EXCERPTED DATA:
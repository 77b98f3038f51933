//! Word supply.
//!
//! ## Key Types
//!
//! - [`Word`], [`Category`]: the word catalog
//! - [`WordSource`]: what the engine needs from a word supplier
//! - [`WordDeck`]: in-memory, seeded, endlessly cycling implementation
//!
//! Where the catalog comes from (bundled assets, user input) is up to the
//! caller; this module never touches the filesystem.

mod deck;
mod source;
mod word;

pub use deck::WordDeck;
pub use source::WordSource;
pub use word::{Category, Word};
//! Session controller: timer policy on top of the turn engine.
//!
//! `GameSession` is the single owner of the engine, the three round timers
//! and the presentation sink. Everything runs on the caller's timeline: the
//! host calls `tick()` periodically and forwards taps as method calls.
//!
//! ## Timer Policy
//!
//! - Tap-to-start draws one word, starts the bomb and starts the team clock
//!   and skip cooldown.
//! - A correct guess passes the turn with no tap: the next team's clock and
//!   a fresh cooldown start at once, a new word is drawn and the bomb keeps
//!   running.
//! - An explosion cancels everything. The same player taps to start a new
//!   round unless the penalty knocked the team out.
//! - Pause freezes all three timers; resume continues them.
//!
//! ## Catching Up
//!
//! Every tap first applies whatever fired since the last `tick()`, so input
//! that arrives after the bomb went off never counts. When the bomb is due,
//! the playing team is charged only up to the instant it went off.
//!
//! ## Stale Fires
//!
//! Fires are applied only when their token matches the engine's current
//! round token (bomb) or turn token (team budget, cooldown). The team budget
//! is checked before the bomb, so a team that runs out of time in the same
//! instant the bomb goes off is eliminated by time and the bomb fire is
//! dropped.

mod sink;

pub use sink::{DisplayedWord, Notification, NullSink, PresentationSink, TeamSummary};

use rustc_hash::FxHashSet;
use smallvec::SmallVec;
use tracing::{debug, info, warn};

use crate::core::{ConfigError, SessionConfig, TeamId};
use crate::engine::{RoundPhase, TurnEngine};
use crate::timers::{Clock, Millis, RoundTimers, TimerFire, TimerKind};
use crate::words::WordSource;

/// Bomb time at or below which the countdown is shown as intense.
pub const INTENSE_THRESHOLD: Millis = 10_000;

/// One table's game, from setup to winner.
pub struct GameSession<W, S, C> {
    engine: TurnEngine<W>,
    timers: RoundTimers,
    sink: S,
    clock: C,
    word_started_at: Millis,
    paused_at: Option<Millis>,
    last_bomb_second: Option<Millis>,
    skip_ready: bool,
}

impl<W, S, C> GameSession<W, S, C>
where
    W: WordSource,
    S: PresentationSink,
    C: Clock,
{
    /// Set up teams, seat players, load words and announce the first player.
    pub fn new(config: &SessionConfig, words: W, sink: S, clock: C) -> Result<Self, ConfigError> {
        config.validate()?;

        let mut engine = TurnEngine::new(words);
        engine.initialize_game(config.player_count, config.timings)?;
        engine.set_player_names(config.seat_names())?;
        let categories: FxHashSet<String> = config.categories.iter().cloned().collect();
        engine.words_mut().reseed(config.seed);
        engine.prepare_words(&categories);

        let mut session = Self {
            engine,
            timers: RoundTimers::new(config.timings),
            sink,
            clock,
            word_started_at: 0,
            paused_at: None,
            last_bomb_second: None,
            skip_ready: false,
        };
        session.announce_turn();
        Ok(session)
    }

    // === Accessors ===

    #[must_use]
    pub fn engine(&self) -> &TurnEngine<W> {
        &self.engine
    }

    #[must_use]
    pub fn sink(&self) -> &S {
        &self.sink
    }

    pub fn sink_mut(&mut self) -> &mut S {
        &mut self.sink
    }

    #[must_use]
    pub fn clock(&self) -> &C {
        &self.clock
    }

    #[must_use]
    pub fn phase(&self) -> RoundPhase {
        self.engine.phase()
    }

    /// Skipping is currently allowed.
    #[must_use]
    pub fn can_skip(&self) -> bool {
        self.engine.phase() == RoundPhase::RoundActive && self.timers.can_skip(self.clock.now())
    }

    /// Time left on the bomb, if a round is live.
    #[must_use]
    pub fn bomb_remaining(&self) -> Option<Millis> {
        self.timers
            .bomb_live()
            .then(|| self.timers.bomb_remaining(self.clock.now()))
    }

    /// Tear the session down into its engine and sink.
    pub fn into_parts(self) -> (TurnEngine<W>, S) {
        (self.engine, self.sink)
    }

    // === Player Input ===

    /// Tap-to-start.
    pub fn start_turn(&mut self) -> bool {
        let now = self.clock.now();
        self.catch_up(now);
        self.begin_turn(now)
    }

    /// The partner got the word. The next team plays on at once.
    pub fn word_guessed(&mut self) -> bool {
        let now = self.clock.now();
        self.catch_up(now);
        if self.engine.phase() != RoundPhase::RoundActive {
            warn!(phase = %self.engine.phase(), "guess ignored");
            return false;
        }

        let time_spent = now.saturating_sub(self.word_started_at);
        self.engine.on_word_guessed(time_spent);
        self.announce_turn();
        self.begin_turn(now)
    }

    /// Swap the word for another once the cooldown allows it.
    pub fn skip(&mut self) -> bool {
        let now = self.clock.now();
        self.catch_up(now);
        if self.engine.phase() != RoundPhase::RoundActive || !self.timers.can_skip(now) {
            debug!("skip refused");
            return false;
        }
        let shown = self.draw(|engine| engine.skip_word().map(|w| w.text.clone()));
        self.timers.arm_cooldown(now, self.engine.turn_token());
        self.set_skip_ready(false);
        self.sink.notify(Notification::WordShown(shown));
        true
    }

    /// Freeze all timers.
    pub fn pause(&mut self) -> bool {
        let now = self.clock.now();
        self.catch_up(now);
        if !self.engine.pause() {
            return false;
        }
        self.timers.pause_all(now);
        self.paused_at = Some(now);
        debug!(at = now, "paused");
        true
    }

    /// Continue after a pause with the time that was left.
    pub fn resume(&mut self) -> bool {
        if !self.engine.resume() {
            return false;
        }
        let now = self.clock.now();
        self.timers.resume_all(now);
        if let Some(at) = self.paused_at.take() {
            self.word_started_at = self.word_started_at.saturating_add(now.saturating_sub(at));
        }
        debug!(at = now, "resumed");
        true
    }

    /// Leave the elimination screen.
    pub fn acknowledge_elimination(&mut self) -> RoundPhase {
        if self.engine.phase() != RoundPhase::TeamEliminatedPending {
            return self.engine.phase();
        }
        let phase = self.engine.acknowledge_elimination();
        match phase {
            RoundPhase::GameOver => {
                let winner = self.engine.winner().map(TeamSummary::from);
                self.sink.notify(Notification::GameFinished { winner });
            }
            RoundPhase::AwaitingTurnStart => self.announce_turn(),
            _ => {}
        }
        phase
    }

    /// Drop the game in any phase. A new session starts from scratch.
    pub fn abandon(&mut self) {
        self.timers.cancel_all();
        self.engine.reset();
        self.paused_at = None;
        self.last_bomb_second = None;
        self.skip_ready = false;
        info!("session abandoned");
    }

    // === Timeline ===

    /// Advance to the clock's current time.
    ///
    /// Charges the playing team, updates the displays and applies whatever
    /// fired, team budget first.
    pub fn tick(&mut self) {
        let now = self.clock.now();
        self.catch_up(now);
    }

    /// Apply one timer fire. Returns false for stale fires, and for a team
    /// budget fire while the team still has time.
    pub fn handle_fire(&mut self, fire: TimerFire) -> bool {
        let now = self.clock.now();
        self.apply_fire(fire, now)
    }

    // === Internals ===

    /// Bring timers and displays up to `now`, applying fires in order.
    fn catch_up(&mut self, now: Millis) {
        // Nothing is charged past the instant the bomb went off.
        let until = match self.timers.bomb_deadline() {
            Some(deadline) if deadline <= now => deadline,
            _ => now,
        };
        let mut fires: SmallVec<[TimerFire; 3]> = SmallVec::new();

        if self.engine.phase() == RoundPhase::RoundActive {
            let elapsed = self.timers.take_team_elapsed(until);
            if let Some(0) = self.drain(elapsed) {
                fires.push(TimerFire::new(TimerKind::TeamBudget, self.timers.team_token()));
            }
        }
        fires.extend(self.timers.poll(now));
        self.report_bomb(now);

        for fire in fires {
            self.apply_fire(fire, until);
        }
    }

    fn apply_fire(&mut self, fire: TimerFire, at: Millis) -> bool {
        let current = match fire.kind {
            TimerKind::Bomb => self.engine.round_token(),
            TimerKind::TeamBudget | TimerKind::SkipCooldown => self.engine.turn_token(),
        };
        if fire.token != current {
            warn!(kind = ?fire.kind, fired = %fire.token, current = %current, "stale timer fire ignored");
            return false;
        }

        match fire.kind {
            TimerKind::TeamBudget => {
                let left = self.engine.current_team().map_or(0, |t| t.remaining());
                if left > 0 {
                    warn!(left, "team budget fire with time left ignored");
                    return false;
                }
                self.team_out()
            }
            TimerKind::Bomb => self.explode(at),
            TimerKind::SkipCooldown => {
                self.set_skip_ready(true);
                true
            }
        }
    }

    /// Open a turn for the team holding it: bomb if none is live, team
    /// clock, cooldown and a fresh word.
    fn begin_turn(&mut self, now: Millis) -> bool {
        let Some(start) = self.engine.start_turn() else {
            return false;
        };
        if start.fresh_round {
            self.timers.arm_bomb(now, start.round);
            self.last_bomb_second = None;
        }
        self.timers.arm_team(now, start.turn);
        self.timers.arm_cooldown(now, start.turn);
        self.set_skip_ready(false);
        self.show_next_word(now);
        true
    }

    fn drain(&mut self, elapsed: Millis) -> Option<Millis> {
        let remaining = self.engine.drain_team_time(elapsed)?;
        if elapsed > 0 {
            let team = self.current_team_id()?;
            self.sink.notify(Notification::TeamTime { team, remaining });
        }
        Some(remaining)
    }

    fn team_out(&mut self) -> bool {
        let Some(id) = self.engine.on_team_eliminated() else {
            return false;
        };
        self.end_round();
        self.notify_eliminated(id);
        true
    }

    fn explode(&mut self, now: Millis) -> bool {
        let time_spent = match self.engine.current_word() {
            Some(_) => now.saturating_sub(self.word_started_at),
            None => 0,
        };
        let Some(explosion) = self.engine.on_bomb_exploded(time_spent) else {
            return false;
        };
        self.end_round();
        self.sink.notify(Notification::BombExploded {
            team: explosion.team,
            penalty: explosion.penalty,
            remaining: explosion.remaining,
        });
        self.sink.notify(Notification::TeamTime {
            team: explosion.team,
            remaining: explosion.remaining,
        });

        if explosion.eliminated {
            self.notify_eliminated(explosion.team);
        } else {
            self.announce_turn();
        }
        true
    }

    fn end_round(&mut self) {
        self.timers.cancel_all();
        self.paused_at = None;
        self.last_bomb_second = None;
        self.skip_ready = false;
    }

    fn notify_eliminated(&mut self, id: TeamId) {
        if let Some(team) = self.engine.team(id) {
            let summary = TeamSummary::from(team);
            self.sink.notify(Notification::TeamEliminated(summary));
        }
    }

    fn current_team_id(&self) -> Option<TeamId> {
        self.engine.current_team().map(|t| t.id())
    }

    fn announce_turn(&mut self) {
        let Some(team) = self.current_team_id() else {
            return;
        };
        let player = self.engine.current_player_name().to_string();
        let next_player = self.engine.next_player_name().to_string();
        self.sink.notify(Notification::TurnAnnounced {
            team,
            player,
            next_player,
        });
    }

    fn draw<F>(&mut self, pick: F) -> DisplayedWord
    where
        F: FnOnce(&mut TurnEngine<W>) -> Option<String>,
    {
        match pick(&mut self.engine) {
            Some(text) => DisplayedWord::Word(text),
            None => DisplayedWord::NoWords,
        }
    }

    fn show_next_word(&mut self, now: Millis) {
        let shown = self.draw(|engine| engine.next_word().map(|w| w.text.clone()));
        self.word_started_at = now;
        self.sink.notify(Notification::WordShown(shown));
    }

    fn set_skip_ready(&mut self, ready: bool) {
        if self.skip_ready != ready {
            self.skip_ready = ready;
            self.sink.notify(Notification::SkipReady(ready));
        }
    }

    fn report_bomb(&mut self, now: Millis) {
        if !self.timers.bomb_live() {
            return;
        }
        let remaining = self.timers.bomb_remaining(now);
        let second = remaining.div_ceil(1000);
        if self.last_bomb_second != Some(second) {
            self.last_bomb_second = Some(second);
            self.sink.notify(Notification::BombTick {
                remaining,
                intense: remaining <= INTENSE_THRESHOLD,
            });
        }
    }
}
...
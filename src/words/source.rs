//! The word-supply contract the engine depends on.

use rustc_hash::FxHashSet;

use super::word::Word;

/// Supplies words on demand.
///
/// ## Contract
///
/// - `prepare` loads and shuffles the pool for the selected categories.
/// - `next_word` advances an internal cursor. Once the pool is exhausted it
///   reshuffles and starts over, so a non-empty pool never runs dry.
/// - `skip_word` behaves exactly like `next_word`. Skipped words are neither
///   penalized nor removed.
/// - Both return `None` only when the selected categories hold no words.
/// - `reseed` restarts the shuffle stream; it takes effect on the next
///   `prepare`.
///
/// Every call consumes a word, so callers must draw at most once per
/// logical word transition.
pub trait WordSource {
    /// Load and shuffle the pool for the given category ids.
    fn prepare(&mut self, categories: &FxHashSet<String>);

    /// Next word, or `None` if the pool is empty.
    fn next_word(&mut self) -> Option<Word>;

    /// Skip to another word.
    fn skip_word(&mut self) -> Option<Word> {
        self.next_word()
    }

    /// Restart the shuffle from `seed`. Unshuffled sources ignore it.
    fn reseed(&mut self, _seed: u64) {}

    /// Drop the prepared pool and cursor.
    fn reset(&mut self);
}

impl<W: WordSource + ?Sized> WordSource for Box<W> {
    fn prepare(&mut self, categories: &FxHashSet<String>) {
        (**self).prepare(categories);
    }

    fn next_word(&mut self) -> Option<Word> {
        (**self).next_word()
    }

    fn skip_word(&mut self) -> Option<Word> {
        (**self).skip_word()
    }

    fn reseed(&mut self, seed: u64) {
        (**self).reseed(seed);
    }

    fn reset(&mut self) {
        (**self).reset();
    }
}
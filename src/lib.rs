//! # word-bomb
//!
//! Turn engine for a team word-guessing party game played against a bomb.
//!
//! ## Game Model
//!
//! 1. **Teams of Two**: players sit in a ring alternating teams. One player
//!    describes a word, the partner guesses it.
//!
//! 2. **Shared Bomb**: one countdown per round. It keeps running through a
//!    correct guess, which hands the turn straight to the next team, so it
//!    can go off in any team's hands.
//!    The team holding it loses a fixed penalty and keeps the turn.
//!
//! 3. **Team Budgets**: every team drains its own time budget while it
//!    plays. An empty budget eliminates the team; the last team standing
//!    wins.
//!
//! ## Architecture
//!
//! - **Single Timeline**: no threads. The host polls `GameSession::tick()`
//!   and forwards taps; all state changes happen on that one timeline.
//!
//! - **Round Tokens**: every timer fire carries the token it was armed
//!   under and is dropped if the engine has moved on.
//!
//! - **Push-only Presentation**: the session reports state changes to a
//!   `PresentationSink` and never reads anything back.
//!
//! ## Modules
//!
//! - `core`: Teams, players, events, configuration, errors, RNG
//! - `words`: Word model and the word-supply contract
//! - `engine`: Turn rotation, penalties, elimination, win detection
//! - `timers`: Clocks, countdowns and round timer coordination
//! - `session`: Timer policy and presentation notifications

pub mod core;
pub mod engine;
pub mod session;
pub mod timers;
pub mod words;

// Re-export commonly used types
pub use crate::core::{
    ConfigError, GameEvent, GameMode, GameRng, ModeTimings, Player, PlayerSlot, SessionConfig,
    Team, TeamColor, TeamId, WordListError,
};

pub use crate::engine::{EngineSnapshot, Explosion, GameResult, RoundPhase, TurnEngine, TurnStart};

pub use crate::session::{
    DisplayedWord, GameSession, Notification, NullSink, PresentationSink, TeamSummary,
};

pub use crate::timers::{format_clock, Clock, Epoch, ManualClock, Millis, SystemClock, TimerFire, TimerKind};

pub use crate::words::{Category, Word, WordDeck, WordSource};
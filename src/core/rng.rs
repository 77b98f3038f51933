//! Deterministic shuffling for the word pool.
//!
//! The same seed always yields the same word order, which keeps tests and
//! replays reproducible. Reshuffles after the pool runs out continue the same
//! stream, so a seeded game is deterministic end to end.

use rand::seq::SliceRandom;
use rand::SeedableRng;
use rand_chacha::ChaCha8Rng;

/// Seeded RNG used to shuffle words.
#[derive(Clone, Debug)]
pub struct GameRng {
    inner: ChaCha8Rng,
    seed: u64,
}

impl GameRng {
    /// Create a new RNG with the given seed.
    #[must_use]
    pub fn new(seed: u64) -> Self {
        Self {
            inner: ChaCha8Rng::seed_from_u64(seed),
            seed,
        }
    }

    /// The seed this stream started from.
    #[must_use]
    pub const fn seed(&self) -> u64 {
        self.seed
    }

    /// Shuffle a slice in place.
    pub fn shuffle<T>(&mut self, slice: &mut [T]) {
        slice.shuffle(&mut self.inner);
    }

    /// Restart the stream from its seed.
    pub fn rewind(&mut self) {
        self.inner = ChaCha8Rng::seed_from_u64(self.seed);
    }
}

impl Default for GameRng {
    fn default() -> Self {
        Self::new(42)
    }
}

ABOUT THIS EXERCISE: Copy each line above where "SmallVec" appears.

OUTPUT FOR THIS TASK:
use smallvec::SmallVec;
        let mut fires: SmallVec<[TimerFire; 3]> = SmallVec::new();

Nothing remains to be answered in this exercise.